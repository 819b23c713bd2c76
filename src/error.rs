//! Error types for the capture pipeline.
//!
//! Every failure the tool can hit maps onto one [`CaptureError`] variant. Errors
//! are logged where they are detected and then returned upward as a request to
//! abort the rest of the pipeline; nothing is retried.
//!
//! ## Error Categories
//!
//! - **Elevation**: the process is not a member of the administrators group
//! - **Service**: the biometric service cannot be reached or is not running
//! - **Session**: a biometric session could not be opened
//! - **Capture**: the sample request failed (access-denied is singled out)
//! - **Persistence**: the sample could not be written to disk
//!
//! ## Operator Output
//!
//! [`CaptureError::diagnostics`] renders the lines the binary prints on
//! standard error: the failure itself, followed by a targeted remediation line
//! where one exists.
//!
//! ```rust
//! use winbio_capture::{CaptureError, PlatformStatus};
//!
//! let error = CaptureError::Capture { status: PlatformStatus::ACCESS_DENIED };
//! let lines = error.diagnostics();
//! assert_eq!(lines.len(), 2);
//! assert!(lines[1].contains("administrative privileges"));
//! ```

use std::path::PathBuf;
use thiserror::Error;

use crate::types::{PlatformStatus, ServiceState};

/// Result type alias for capture operations.
pub type Result<T, E = CaptureError> = std::result::Result<T, E>;

/// Why the biometric service precondition failed.
#[derive(Error, Debug, Clone, Copy, PartialEq, Eq)]
pub enum ServiceFailure {
    #[error("OpenSCManager failed. Error: {status}")]
    ManagerConnect { status: PlatformStatus },

    #[error("OpenService failed. Error: {status}")]
    ServiceOpen { status: PlatformStatus },

    #[error("QueryServiceStatusEx failed. Error: {status}")]
    StatusQuery { status: PlatformStatus },

    #[error("service is {state}, not running")]
    NotRunning { state: ServiceState },
}

/// Main error type for the capture tool.
#[derive(Error, Debug)]
#[non_exhaustive]
pub enum CaptureError {
    #[error(
        "This application requires administrative privileges. Please run as administrator."
    )]
    Elevation,

    #[error("Biometric service '{service}' is unavailable: {reason}")]
    ServiceUnavailable { service: String, reason: ServiceFailure },

    #[error("Failed to open biometric session. Error: {status}")]
    Session { status: PlatformStatus },

    #[error("WinBioCaptureSample failed. Error: {status}")]
    Capture { status: PlatformStatus },

    #[error("Failed to save fingerprint data to '{}'", path.display())]
    Persistence {
        path: PathBuf,
        #[source]
        source: std::io::Error,
    },

    #[error("Invalid configuration in {}: {message}", path.display())]
    Config { path: PathBuf, message: String },

    #[error("{feature} is only available on {required_platform}")]
    UnsupportedPlatform { feature: String, required_platform: String },
}

/// Exit status for every failed run, including command-line errors.
pub const FAILURE_EXIT_STATUS: u8 = 1;

impl CaptureError {
    /// Process exit status reported for this error.
    pub fn exit_code(&self) -> u8 {
        FAILURE_EXIT_STATUS
    }

    /// Targeted operator instruction for failures that have one.
    pub fn remediation(&self) -> Option<String> {
        match self {
            CaptureError::Capture { status } if status.is_access_denied() => Some(
                "Access denied. Please run the application with administrative privileges."
                    .to_string(),
            ),
            CaptureError::ServiceUnavailable {
                service,
                reason: ServiceFailure::NotRunning { .. },
            } => Some(format!(
                "Service '{service}' is not running. Please start the service and try again."
            )),
            _ => None,
        }
    }

    /// Returns suggested recovery actions for this error.
    pub fn recovery_suggestions(&self) -> Vec<String> {
        let suggestions: &[&str] = match self {
            CaptureError::Elevation => &[
                "Right-click the executable and choose 'Run as administrator'",
                "Launch from an elevated command prompt",
            ],
            CaptureError::ServiceUnavailable { service, reason } => {
                return match reason {
                    ServiceFailure::ManagerConnect { .. } => {
                        vec!["Check that the service control manager is reachable".to_string()]
                    }
                    ServiceFailure::ServiceOpen { .. } => vec![
                        format!("Verify that a service named '{service}' is installed"),
                        "Check that the Windows Biometric Framework is installed".to_string(),
                    ],
                    ServiceFailure::StatusQuery { .. } => {
                        vec!["Check permissions for querying service status".to_string()]
                    }
                    ServiceFailure::NotRunning { .. } => vec![
                        format!("Start the service with 'sc start {service}'"),
                        "Set the service to start automatically".to_string(),
                    ],
                };
            }
            CaptureError::Session { .. } => &[
                "Check that a fingerprint reader is connected",
                "Verify the reader driver is installed",
            ],
            CaptureError::Capture { status } if status.is_access_denied() => {
                &["Run the application with administrative privileges"]
            }
            CaptureError::Capture { .. } => &[
                "Place the finger flat on the sensor and run again",
                "Clean the sensor surface",
            ],
            CaptureError::Persistence { .. } => &[
                "Check write permissions on the output directory",
                "Ensure sufficient disk space",
            ],
            CaptureError::Config { .. } => &[
                "Check the configuration file is valid YAML",
                "Remove unknown keys from the configuration file",
            ],
            CaptureError::UnsupportedPlatform { .. } => {
                &["Run on Windows with the Windows Biometric Framework available"]
            }
        };
        suggestions.iter().map(|s| s.to_string()).collect()
    }

    /// Lines printed on standard error when this error aborts a run.
    pub fn diagnostics(&self) -> Vec<String> {
        let mut lines = vec![self.to_string()];
        if let Some(source) = std::error::Error::source(self) {
            lines[0] = format!("{}: {}", lines[0], source);
        }
        if let Some(hint) = self.remediation() {
            lines.push(hint);
        }
        lines
    }

    /// Helper constructor for service failures.
    pub fn service_unavailable(service: impl Into<String>, reason: ServiceFailure) -> Self {
        CaptureError::ServiceUnavailable { service: service.into(), reason }
    }

    /// Helper constructor for file write failures with path context.
    pub fn persistence(path: impl Into<PathBuf>, source: std::io::Error) -> Self {
        CaptureError::Persistence { path: path.into(), source }
    }

    /// Helper constructor for configuration errors.
    pub fn config(path: impl Into<PathBuf>, message: impl Into<String>) -> Self {
        CaptureError::Config { path: path.into(), message: message.into() }
    }

    /// Helper constructor for unsupported platform errors.
    pub fn unsupported_platform(
        feature: impl Into<String>,
        required_platform: impl Into<String>,
    ) -> Self {
        CaptureError::UnsupportedPlatform {
            feature: feature.into(),
            required_platform: required_platform.into(),
        }
    }
}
....
Every line of the listing should be printed again exactly.

§ **Solution to the problem**
repository 819b23c713bd2c76
filename src/error.rs
//! Error types for the capture pipeline.
//!
//! Every failure the tool can hit maps onto one [`CaptureError`] variant. Errors
//! are logged where they are detected and then returned upward as a request to
//! abort the rest of the pipeline; nothing is retried.
//!
//! ## Error Categories
//!
//! - **Elevation**: the process is not a member of the administrators group
//! - **Service**: the biometric service cannot be reached or is not running
//! - **Session**: a biometric session could not be opened
//! - **Capture**: the sample request failed (access-denied is singled out)
//! - **Persistence**: the sample could not be written to disk
//!
//! ## Operator Output
//!
//! [`CaptureError::diagnostics`] renders the lines the binary prints on
//! standard error: the failure itself, followed by a targeted remediation line
//! where one exists.
//!
//! ```rust
//! use winbio_capture::{CaptureError, PlatformStatus};
//!
//! let error = CaptureError::Capture { status: PlatformStatus::ACCESS_DENIED };
//! let lines = error.diagnostics();
//! assert_eq!(lines.len(), 2);
//! assert!(lines[1].contains("administrative privileges"));
//! ```

use std::path::PathBuf;
use thiserror::Error;

use crate::types::{PlatformStatus, ServiceState};

/// Result type alias for capture operations.
pub type Result<T, E = CaptureError> = std::result::Result<T, E>;

/// Why the biometric service precondition failed.
#[derive(Error, Debug, Clone, Copy, PartialEq, Eq)]
pub enum ServiceFailure {
    #[error("OpenSCManager failed. Error: {status}")]
    ManagerConnect { status: PlatformStatus },

    #[error("OpenService failed. Error: {status}")]
    ServiceOpen { status: PlatformStatus },

    #[error("QueryServiceStatusEx failed. Error: {status}")]
    StatusQuery { status: PlatformStatus },

    #[error("service is {state}, not running")]
    NotRunning { state: ServiceState },
}

/// Main error type for the capture tool.
#[derive(Error, Debug)]
#[non_exhaustive]
pub enum CaptureError {
    #[error(
        "This application requires administrative privileges. Please run as administrator."
    )]
    Elevation,

    #[error("Biometric service '{service}' is unavailable: {reason}")]
    ServiceUnavailable { service: String, reason: ServiceFailure },

    #[error("Failed to open biometric session. Error: {status}")]
    Session { status: PlatformStatus },

    #[error("WinBioCaptureSample failed. Error: {status}")]
    Capture { status: PlatformStatus },

    #[error("Failed to save fingerprint data to '{}'", path.display())]
    Persistence {
        path: PathBuf,
        #[source]
        source: std::io::Error,
    },

    #[error("Invalid configuration in {}: {message}", path.display())]
    Config { path: PathBuf, message: String },

    #[error("{feature} is only available on {required_platform}")]
    UnsupportedPlatform { feature: String, required_platform: String },
}

/// Exit status for every failed run, including command-line errors.
pub const FAILURE_EXIT_STATUS: u8 = 1;

impl CaptureError {
    /// Process exit status reported for this error.
    pub fn exit_code(&self) -> u8 {
        FAILURE_EXIT_STATUS
    }

    /// Targeted operator instruction for failures that have one.
    pub fn remediation(&self) -> Option<String> {
        match self {
            CaptureError::Capture { status } if status.is_access_denied() => Some(
                "Access denied. Please run the application with administrative privileges."
                    .to_string(),
            ),
            CaptureError::ServiceUnavailable {
                service,
                reason: ServiceFailure::NotRunning { .. },
            } => Some(format!(
                "Service '{service}' is not running. Please start the service and try again."
            )),
            _ => None,
        }
    }

    /// Returns suggested recovery actions for this error.
    pub fn recovery_suggestions(&self) -> Vec<String> {
        let suggestions: &[&str] = match self {
            CaptureError::Elevation => &[
                "Right-click the executable and choose 'Run as administrator'",
                "Launch from an elevated command prompt",
            ],
            CaptureError::ServiceUnavailable { service, reason } => {
                return match reason {
                    ServiceFailure::ManagerConnect { .. } => {
                        vec!["Check that the service control manager is reachable".to_string()]
                    }
                    ServiceFailure::ServiceOpen { .. } => vec![
                        format!("Verify that a service named '{service}' is installed"),
                        "Check that the Windows Biometric Framework is installed".to_string(),
                    ],
                    ServiceFailure::StatusQuery { .. } => {
                        vec!["Check permissions for querying service status".to_string()]
                    }
                    ServiceFailure::NotRunning { .. } => vec![
                        format!("Start the service with 'sc start {service}'"),
                        "Set the service to start automatically".to_string(),
                    ],
                };
            }
            CaptureError::Session { .. } => &[
                "Check that a fingerprint reader is connected",
                "Verify the reader driver is installed",
            ],
            CaptureError::Capture { status } if status.is_access_denied() => {
                &["Run the application with administrative privileges"]
            }
            CaptureError::Capture { .. } => &[
                "Place the finger flat on the sensor and run again",
                "Clean the sensor surface",
            ],
            CaptureError::Persistence { .. } => &[
                "Check write permissions on the output directory",
                "Ensure sufficient disk space",
            ],
            CaptureError::Config { .. } => &[
                "Check the configuration file is valid YAML",
                "Remove unknown keys from the configuration file",
            ],
            CaptureError::UnsupportedPlatform { .. } => {
                &["Run on Windows with the Windows Biometric Framework available"]
            }
        };
        suggestions.iter().map(|s| s.to_string()).collect()
    }

    /// Lines printed on standard error when this error aborts a run.
    pub fn diagnostics(&self) -> Vec<String> {
        let mut lines = vec![self.to_string()];
        if let Some(source) = std::error::Error::source(self) {
            lines[0] = format!("{}: {}", lines[0], source);
        }
        if let Some(hint) = self.remediation() {
            lines.push(hint);
        }
        lines
    }

    /// Helper constructor for service failures.
    pub fn service_unavailable(service: impl Into<String>, reason: ServiceFailure) -> Self {
        CaptureError::ServiceUnavailable { service: service.into(), reason }
    }

    /// Helper constructor for file write failures with path context.
    pub fn persistence(path: impl Into<PathBuf>, source: std::io::Error) -> Self {
        CaptureError::Persistence { path: path.into(), source }
    }

    /// Helper constructor for configuration errors.
    pub fn config(path: impl Into<PathBuf>, message: impl Into<String>) -> Self {
        CaptureError::Config { path: path.into(), message: message.into() }
    }

    /// Helper constructor for unsupported platform errors.
    pub fn unsupported_platform(
        feature: impl Into<String>,
        required_platform: impl Into<String>,
    ) -> Self {
        CaptureError::UnsupportedPlatform {
            feature: feature.into(),
            required_platform: required_platform.into(),
        }
    }
}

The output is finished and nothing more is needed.